A central thesis of the recent internationalisation project in curriculum inquiry has been the re-assertion of the nation as a key reference-point. This comes at a time when a new emphasis on globalisation has, among other things, seemingly weakened the claims of nations to sovereign status in world affairs. Pinar has argued, however, that nation remains a significant touchstone, especially if one seeks to understand curriculum and schooling historically, and has noted “the primacy of the nation in curriculum reform” (Pinar 2010, p. 2). As he writes: “Understanding the national distinctiveness of curriculum studies enables us to underscore how national history and culture influence our own research” (Pinar 2010, p. 14). This seems especially so in the case of recent (global) curriculum, with one trend towards an increasing focus on ‘essential learnings’ or general capacities and another reaffirming and returning to high-status ‘knowledge’ as a central organising principle.

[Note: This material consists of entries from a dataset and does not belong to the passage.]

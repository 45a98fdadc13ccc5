//! Manifest decoding
//!
//! Turns already-fetched multi-document YAML text into an ordered
//! [`ResourceSet`]. Two document shapes are accepted:
//!
//! ```yaml
//! apiVersion: getambassador.io/v2
//! kind: Mapping
//! metadata: { name: qotm, namespace: default, labels: { app: qotm } }
//! spec: { prefix: /qotm/, service: qotm }
//! ---
//! apiVersion: getambassador.io/v1
//! kind: Module
//! name: ambassador
//! config: { proper_case: true }
//! ```
//!
//! Kinds the compiler does not handle (Secrets, Services, ...) are skipped,
//! and documents that cannot be turned into a resource are logged and skipped.
//! Broken YAML syntax fails the whole decode.

use super::{Resource, ResourceKind, ResourceMeta, ResourceSet, DEFAULT_NAMESPACE};
use crate::errors::{Error, Result};
use serde::Deserialize;
use serde_json::{Map, Value};
use std::collections::BTreeMap;
use tracing::{debug, warn};

const ENVELOPE_KEYS: [&str; 5] = ["apiVersion", "kind", "name", "namespace", "metadata"];

impl ResourceSet {
    /// Decode a multi-document YAML manifest
    pub fn from_yaml(text: &str) -> Result<Self> {
        parse_manifests(text)
    }
}

/// Decode a multi-document YAML manifest into resources, in document order
pub fn parse_manifests(text: &str) -> Result<ResourceSet> {
    let mut set = ResourceSet::new();

    for (index, document) in serde_yaml::Deserializer::from_str(text).enumerate() {
        let yaml = serde_yaml::Value::deserialize(document)
            .map_err(|err| Error::from(err).with_context(format!("manifest document {}", index)))?;

        if yaml.is_null() {
            continue;
        }

        let value = match serde_json::to_value(&yaml) {
            Ok(value) => value,
            Err(err) => {
                warn!(document = index, error = %err, "Skipping manifest document with non-string keys");
                continue;
            }
        };

        if let Some(resource) = resource_from_document(index, value) {
            set.push(resource);
        }
    }

    debug!(resources = set.len(), "Decoded manifest");
    Ok(set)
}

fn resource_from_document(index: usize, value: Value) -> Option<Resource> {
    let Value::Object(mut document) = value else {
        warn!(document = index, "Skipping manifest document that is not a mapping");
        return None;
    };

    let Some(kind_name) = document.get("kind").and_then(Value::as_str).map(str::to_string) else {
        warn!(document = index, "Skipping manifest document without a kind");
        return None;
    };

    let kind = match kind_name.parse::<ResourceKind>() {
        Ok(kind) => kind,
        Err(_) => {
            debug!(document = index, kind = %kind_name, "Skipping unhandled kind");
            return None;
        }
    };

    let metadata = document.get("metadata").and_then(Value::as_object).cloned().unwrap_or_default();

    let name = string_field(&metadata, "name").or_else(|| string_field(&document, "name"));
    let Some(name) = name else {
        warn!(document = index, kind = %kind, "Skipping resource without a name");
        return None;
    };

    let namespace = string_field(&metadata, "namespace")
        .or_else(|| string_field(&document, "namespace"))
        .unwrap_or_else(|| DEFAULT_NAMESPACE.to_string());

    let labels: BTreeMap<String, String> = metadata
        .get("labels")
        .and_then(Value::as_object)
        .map(|labels| {
            labels
                .iter()
                .filter_map(|(key, value)| value.as_str().map(|v| (key.clone(), v.to_string())))
                .collect()
        })
        .unwrap_or_default();

    let spec = match document.remove("spec") {
        Some(spec) => spec,
        None => {
            for key in ENVELOPE_KEYS {
                document.remove(key);
            }
            Value::Object(document)
        }
    };

    Some(Resource { meta: ResourceMeta { kind, name, namespace, labels }, spec })
}

fn string_field(object: &Map<String, Value>, key: &str) -> Option<String> {
    object.get(key).and_then(Value::as_str).map(str::to_string)
}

The question remains however: Is a nationally-inflected curriculum the same as a national curriculum? Is the enshrining in legislation of the national curriculum in countries such as England and Australia the same phenomenon as observed in other countries across the world? Europe is interesting in this regard. As Sivesind et al. (2012, p. 321) note, “[i]n the Scandinavian context, national curriculum guidelines have been the norm for more than a century [and] curriculum most often associates with a national guideline about what to teach within and across school subjects for a particular stage”. The situation is rather different in Germany and Switzerland, however, where “curriculum making is a state and/or cantonal responsibility, involving professional institutions and councils in creating formal curricula which guide administrations and schools [...]”. For the Netherlands, in contrast: “curriculum is traditionally a local construction, whereby examinations function as the regulative tool for national government without a national curriculum framework [...]” (pp. 321–2). The USA doesn’t have formal provision for national curriculum, not yet at least, although it might be said that the recent move towards ‘Common Core State Standards’ presages a push in this direction (Savage and O’Connor 2015). Apropos the USA, it is worth recalling here Michael Apple’s assertion, well over two decades ago now, that “we already have a national curriculum, but this is determined by the complicated nexus of state textbook adoption policies and the market in test publishing” (Apple 1993, p. 2).

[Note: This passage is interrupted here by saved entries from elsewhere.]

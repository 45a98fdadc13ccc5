//! # Configuration Management
//!
//! Configuration for the compiler and its logging. Values come from
//! `ROUTEPLANE_*` environment variables ([`Config::from_env`]) or from a
//! TOML/YAML file layered with `ROUTEPLANE__SECTION__KEY` overrides
//! ([`Config::from_file`]).

pub mod settings;

pub use settings::{CompilerConfig, ObservabilityConfig};

use crate::emit::TargetVersion;
use crate::errors::{Error, Result};
use serde::{Deserialize, Serialize};
use std::path::Path;
use std::str::FromStr;

const ENV_PREFIX: &str = "ROUTEPLANE";

/// Application configuration
#[derive(Debug, Clone, Default, PartialEq, Eq, Serialize, Deserialize)]
#[serde(default)]
pub struct Config {
    pub compiler: CompilerConfig,
    pub observability: ObservabilityConfig,
}

impl Config {
    /// Create configuration from environment variables
    ///
    /// A `.env` file in the working directory is loaded first when present.
    pub fn from_env() -> Result<Self> {
        dotenvy::dotenv().ok();
        Self::from_lookup(|key| std::env::var(key).ok())
    }

    /// Load a configuration file, then apply `ROUTEPLANE__SECTION__KEY` overrides
    pub fn from_file<P: AsRef<Path>>(path: P) -> Result<Self> {
        let path = path.as_ref();
        let config: Config = ::config::Config::builder()
            .add_source(::config::File::from(path))
            .add_source(
                ::config::Environment::with_prefix(ENV_PREFIX).separator("__").try_parsing(true),
            )
            .build()
            .map_err(|e| {
                Error::config_with_source(format!("Failed to load {}", path.display()), Box::new(e))
            })?
            .try_deserialize()?;

        config.validate()?;
        Ok(config)
    }

    pub fn validate(&self) -> Result<()> {
        self.compiler.validate()?;
        self.observability.validate()
    }

    fn from_lookup<F>(lookup: F) -> Result<Self>
    where
        F: Fn(&str) -> Option<String>,
    {
        let var = |name: &str| lookup(&format!("{}_{}", ENV_PREFIX, name));
        let defaults = Config::default();

        let cleartext_port = parse_var(&var, "CLEARTEXT_PORT")?
            .unwrap_or(defaults.compiler.cleartext_port);
        let tls_port = parse_var(&var, "TLS_PORT")?.unwrap_or(defaults.compiler.tls_port);

        let target_version = match var("TARGET_VERSION") {
            Some(raw) => TargetVersion::from_str(&raw)?,
            None => defaults.compiler.target_version,
        };

        let json_logging = var("JSON_LOGGING")
            .map(|s| s.to_lowercase() == "true" || s == "1")
            .unwrap_or(defaults.observability.json_logging);

        let config = Self {
            compiler: CompilerConfig {
                ambassador_id: var("AMBASSADOR_ID").unwrap_or(defaults.compiler.ambassador_id),
                target_version,
                listen_address: var("LISTEN_ADDRESS").unwrap_or(defaults.compiler.listen_address),
                cleartext_port,
                tls_port,
            },
            observability: ObservabilityConfig {
                log_level: var("LOG_LEVEL").unwrap_or(defaults.observability.log_level),
                json_logging,
                service_name: var("SERVICE_NAME").unwrap_or(defaults.observability.service_name),
            },
        };

        config.validate()?;
        Ok(config)
    }
}

fn parse_var<F>(var: &F, name: &str) -> Result<Option<u16>>
where
    F: Fn(&str) -> Option<String>,
{
    var(name)
        .map(|raw| {
            raw.parse::<u16>()
                .map_err(|e| Error::config(format!("Invalid {}_{}: {}", ENV_PREFIX, name, e)))
        })
        .transpose()
}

What about Asia, and perhaps more specifically (as it has been described) Greater China? As an Australian curriculum scholar, with long-time experience of the Southeast Asian educational context, has observed: “[T]here is no concept in the region of ‘national’ curriculum because this would suggest that there are other forms of curriculum that might not be oriented towards national needs. The relationship between these needs and the shape and of the curriculum is a taken for granted assumption in countries across the region” (Kennedy 2018). Nevertheless, as he continues, “no matter which country you examine, the curriculum is highly centralized and government controlled. This would suit Western (meaning, Australian and UK) definitions of ‘national’ even though the term is not part of any curriculum discourse in the region”. Is it a matter, then, of strong educational states being in a position to more or less assume that their systemic curricula bears a marked nationalistic imprint?

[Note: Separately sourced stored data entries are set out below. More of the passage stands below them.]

//! Route nodes
//!
//! A [`Route`] is the version-neutral form of one MappingGroup. Renderers
//! for each output version only rename and re-nest its fields.

use super::ratelimit_action::{self, RateLimitAction};
use crate::ir::{
    AddedHeader, CorsPolicy, HeaderMatcher, IrRateLimitService, MappingGroup, PathMatch,
    RedirectTarget, WeightedCluster,
};
use serde::Serialize;

/// Render milliseconds as seconds with three fractional digits
pub fn format_timeout(ms: u64) -> String {
    format!("{}.{:03}s", ms / 1000, ms % 1000)
}

#[derive(Debug, Clone, PartialEq, Eq, Hash, Serialize)]
#[serde(rename_all = "snake_case")]
pub enum PathSpecifier {
    Prefix(String),
    Regex(String),
}

impl PathSpecifier {
    pub fn field(&self) -> &'static str {
        match self {
            PathSpecifier::Prefix(_) => "prefix",
            PathSpecifier::Regex(_) => "regex",
        }
    }

    pub fn value(&self) -> &str {
        match self {
            PathSpecifier::Prefix(value) | PathSpecifier::Regex(value) => value,
        }
    }
}

#[derive(Debug, Clone, PartialEq, Eq, Hash, Serialize)]
pub struct RouteMatch {
    pub path: PathSpecifier,
    pub case_sensitive: bool,
    pub headers: Vec<HeaderMatcher>,
}

/// One rate-limit entry on a route
#[derive(Debug, Clone, PartialEq, Eq, Hash, Serialize)]
pub struct RateLimit {
    pub actions: Vec<RateLimitAction>,
}

#[derive(Debug, Clone, PartialEq, Eq, Hash, Serialize)]
pub struct ForwardAction {
    pub priority: Option<i32>,
    pub timeout_ms: u64,
    pub clusters: Vec<WeightedCluster>,
    pub prefix_rewrite: Option<String>,
    pub host_rewrite: Option<String>,
    pub auto_host_rewrite: Option<bool>,
    pub cors: Option<CorsPolicy>,
    /// Empty means no rate-limit block at all
    pub rate_limits: Vec<RateLimit>,
}

impl ForwardAction {
    pub fn timeout(&self) -> String {
        format_timeout(self.timeout_ms)
    }
}

/// A route either forwards to weighted upstreams or redirects, never both
#[derive(Debug, Clone, PartialEq, Eq, Hash, Serialize)]
#[serde(rename_all = "snake_case")]
pub enum RouteAction {
    Forward(ForwardAction),
    Redirect(RedirectTarget),
}

#[derive(Debug, Clone, PartialEq, Eq, Hash, Serialize)]
pub struct Route {
    #[serde(rename = "match")]
    pub route_match: RouteMatch,
    pub action: RouteAction,
    pub request_headers_to_add: Vec<AddedHeader>,
}

impl Route {
    /// Build the route for one group
    ///
    /// Rate limits are only considered when a RateLimitService is configured.
    pub fn from_group(group: &MappingGroup, ratelimit: Option<&IrRateLimitService>) -> Self {
        let path = match &group.key.path {
            PathMatch::Prefix(prefix) => PathSpecifier::Prefix(prefix.clone()),
            PathMatch::Regex(pattern) => PathSpecifier::Regex(pattern.clone()),
        };

        let route_match =
            RouteMatch { path, case_sensitive: group.key.case_sensitive, headers: group.headers() };

        let action = match &group.redirect {
            Some(redirect) => RouteAction::Redirect(redirect.clone()),
            None => {
                let rate_limits = match ratelimit {
                    Some(_) => ratelimit_action::build_all(&group.rate_limit_labels)
                        .into_iter()
                        .map(|actions| RateLimit { actions })
                        .collect(),
                    None => Vec::new(),
                };

                RouteAction::Forward(ForwardAction {
                    priority: group.mappings.first().and_then(|m| m.spec.priority),
                    timeout_ms: group.timeout_ms,
                    clusters: group.clusters.clone(),
                    prefix_rewrite: group.rewrite.clone(),
                    host_rewrite: group.host_rewrite.clone(),
                    auto_host_rewrite: group.auto_host_rewrite,
                    cors: group.cors.clone(),
                    rate_limits,
                })
            }
        };

        Self { route_match, action, request_headers_to_add: group.request_headers_to_add.clone() }
    }

    pub fn forward(&self) -> Option<&ForwardAction> {
        match &self.action {
            RouteAction::Forward(forward) => Some(forward),
            RouteAction::Redirect(_) => None,
        }
    }

    pub fn redirect(&self) -> Option<&RedirectTarget> {
        match &self.action {
            RouteAction::Redirect(redirect) => Some(redirect),
            RouteAction::Forward(_) => None,
        }
    }

    pub fn has_cors(&self) -> bool {
        self.forward().is_some_and(|forward| forward.cors.is_some())
    }
}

The following papers range across New Zealand, England, Brazil, Norway, as well as Australia, picking up various of these questions and issues and reporting on their own national curriculum developments. While the Panel at the Melbourne conference included a presentation from China, by Yuzhen Xu (Capital Normal University), she was unable to contribute to this Point & Counterpoint symposium – a pity, since there is much of interest in the Chinese curriculum field, which is clearly burgeoning. (It needs to be said, too, that we were particularly pleased that the Melbourne conference attracted a considerable number of curriculum scholars from the Asian region, especially from Singapore and Hong Kong, as well as China.) I firmly believe that the symposium that follows will be of much interest, in opening up national curriculum debate in Australia and beyond.